_What you are asked to do_.
Go through the records below line by line, counting those that contain the word "fourth"; answer with the count only.

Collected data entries
++++++++

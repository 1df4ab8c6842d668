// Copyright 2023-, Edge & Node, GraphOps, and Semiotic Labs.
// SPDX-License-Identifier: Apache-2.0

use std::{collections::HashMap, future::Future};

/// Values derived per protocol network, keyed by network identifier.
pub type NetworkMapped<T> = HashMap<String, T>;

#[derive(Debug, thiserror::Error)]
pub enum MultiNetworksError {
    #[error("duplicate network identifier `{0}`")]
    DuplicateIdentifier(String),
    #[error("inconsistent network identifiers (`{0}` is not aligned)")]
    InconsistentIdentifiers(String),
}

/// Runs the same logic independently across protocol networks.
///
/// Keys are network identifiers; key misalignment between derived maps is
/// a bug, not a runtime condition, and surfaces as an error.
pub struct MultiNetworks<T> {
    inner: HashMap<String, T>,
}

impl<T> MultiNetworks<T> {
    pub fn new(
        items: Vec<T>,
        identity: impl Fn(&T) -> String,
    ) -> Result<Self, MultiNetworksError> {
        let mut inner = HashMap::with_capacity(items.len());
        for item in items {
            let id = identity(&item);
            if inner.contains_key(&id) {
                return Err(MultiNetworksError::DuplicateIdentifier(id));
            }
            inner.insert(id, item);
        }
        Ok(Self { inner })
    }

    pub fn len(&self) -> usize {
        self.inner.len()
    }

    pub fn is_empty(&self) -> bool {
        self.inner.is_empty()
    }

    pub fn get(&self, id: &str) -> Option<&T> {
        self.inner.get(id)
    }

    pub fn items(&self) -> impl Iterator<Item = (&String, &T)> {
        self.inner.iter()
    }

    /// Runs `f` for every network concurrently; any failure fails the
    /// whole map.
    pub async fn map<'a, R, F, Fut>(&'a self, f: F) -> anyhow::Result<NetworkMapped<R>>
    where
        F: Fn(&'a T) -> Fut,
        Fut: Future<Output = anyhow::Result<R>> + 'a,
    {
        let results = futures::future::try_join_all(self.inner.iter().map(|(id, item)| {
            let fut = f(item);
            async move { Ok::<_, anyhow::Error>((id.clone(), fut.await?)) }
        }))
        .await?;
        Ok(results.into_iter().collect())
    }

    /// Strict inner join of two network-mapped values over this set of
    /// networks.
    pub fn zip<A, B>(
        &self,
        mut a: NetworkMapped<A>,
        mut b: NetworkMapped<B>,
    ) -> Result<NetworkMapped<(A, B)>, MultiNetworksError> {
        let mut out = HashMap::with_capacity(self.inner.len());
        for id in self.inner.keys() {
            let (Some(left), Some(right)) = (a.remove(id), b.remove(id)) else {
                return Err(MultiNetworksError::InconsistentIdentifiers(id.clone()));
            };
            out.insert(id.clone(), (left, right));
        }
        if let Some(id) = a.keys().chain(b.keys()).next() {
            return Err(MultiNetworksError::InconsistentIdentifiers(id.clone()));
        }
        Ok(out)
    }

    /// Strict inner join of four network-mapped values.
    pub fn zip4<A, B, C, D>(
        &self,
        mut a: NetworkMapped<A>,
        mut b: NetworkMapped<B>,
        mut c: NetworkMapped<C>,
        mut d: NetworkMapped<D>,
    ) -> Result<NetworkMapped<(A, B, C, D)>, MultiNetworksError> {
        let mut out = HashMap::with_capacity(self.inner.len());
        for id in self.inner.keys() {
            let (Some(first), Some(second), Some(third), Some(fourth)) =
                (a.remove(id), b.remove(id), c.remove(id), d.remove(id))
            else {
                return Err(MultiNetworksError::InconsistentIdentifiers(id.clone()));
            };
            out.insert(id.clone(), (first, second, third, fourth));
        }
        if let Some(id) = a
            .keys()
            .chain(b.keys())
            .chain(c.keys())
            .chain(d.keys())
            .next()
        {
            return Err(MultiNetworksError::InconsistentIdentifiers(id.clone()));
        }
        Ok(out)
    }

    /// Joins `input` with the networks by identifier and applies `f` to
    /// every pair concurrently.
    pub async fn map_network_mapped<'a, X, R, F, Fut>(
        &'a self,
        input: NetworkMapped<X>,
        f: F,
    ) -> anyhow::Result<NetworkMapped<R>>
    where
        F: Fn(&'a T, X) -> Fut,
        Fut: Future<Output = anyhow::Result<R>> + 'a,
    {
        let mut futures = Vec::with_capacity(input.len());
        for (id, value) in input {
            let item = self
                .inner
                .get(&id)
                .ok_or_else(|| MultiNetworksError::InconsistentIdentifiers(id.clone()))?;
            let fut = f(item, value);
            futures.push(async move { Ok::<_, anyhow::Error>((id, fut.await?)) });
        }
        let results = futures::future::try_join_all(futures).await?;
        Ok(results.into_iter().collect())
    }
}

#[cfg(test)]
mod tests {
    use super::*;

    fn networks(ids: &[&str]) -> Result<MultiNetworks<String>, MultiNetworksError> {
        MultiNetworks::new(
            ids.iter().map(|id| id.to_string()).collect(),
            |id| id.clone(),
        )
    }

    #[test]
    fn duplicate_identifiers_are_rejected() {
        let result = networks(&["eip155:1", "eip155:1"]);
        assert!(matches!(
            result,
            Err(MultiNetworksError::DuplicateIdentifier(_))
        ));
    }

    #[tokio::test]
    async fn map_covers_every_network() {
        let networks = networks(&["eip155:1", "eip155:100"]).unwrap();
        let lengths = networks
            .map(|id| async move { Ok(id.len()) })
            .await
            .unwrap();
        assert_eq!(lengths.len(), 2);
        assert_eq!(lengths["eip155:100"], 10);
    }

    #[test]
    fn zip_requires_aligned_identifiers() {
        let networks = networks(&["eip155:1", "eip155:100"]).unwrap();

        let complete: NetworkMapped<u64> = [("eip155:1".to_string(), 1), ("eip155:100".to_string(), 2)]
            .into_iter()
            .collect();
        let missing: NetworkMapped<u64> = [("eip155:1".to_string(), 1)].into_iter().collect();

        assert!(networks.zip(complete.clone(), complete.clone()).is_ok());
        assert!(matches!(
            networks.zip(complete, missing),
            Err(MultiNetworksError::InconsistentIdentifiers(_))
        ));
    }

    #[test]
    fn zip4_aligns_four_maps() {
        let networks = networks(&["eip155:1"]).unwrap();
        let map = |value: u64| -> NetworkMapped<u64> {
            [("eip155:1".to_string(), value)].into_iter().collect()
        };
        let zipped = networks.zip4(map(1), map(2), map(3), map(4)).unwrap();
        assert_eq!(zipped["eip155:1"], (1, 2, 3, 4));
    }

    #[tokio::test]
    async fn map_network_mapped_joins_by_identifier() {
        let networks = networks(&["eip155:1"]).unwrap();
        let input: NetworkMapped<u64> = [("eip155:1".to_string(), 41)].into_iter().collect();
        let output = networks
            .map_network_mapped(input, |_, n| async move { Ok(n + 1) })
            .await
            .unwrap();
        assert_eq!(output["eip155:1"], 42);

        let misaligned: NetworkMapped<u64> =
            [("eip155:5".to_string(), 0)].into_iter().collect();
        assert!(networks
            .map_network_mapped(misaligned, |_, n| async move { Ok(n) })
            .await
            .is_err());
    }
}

++++++++

_Task response_.
2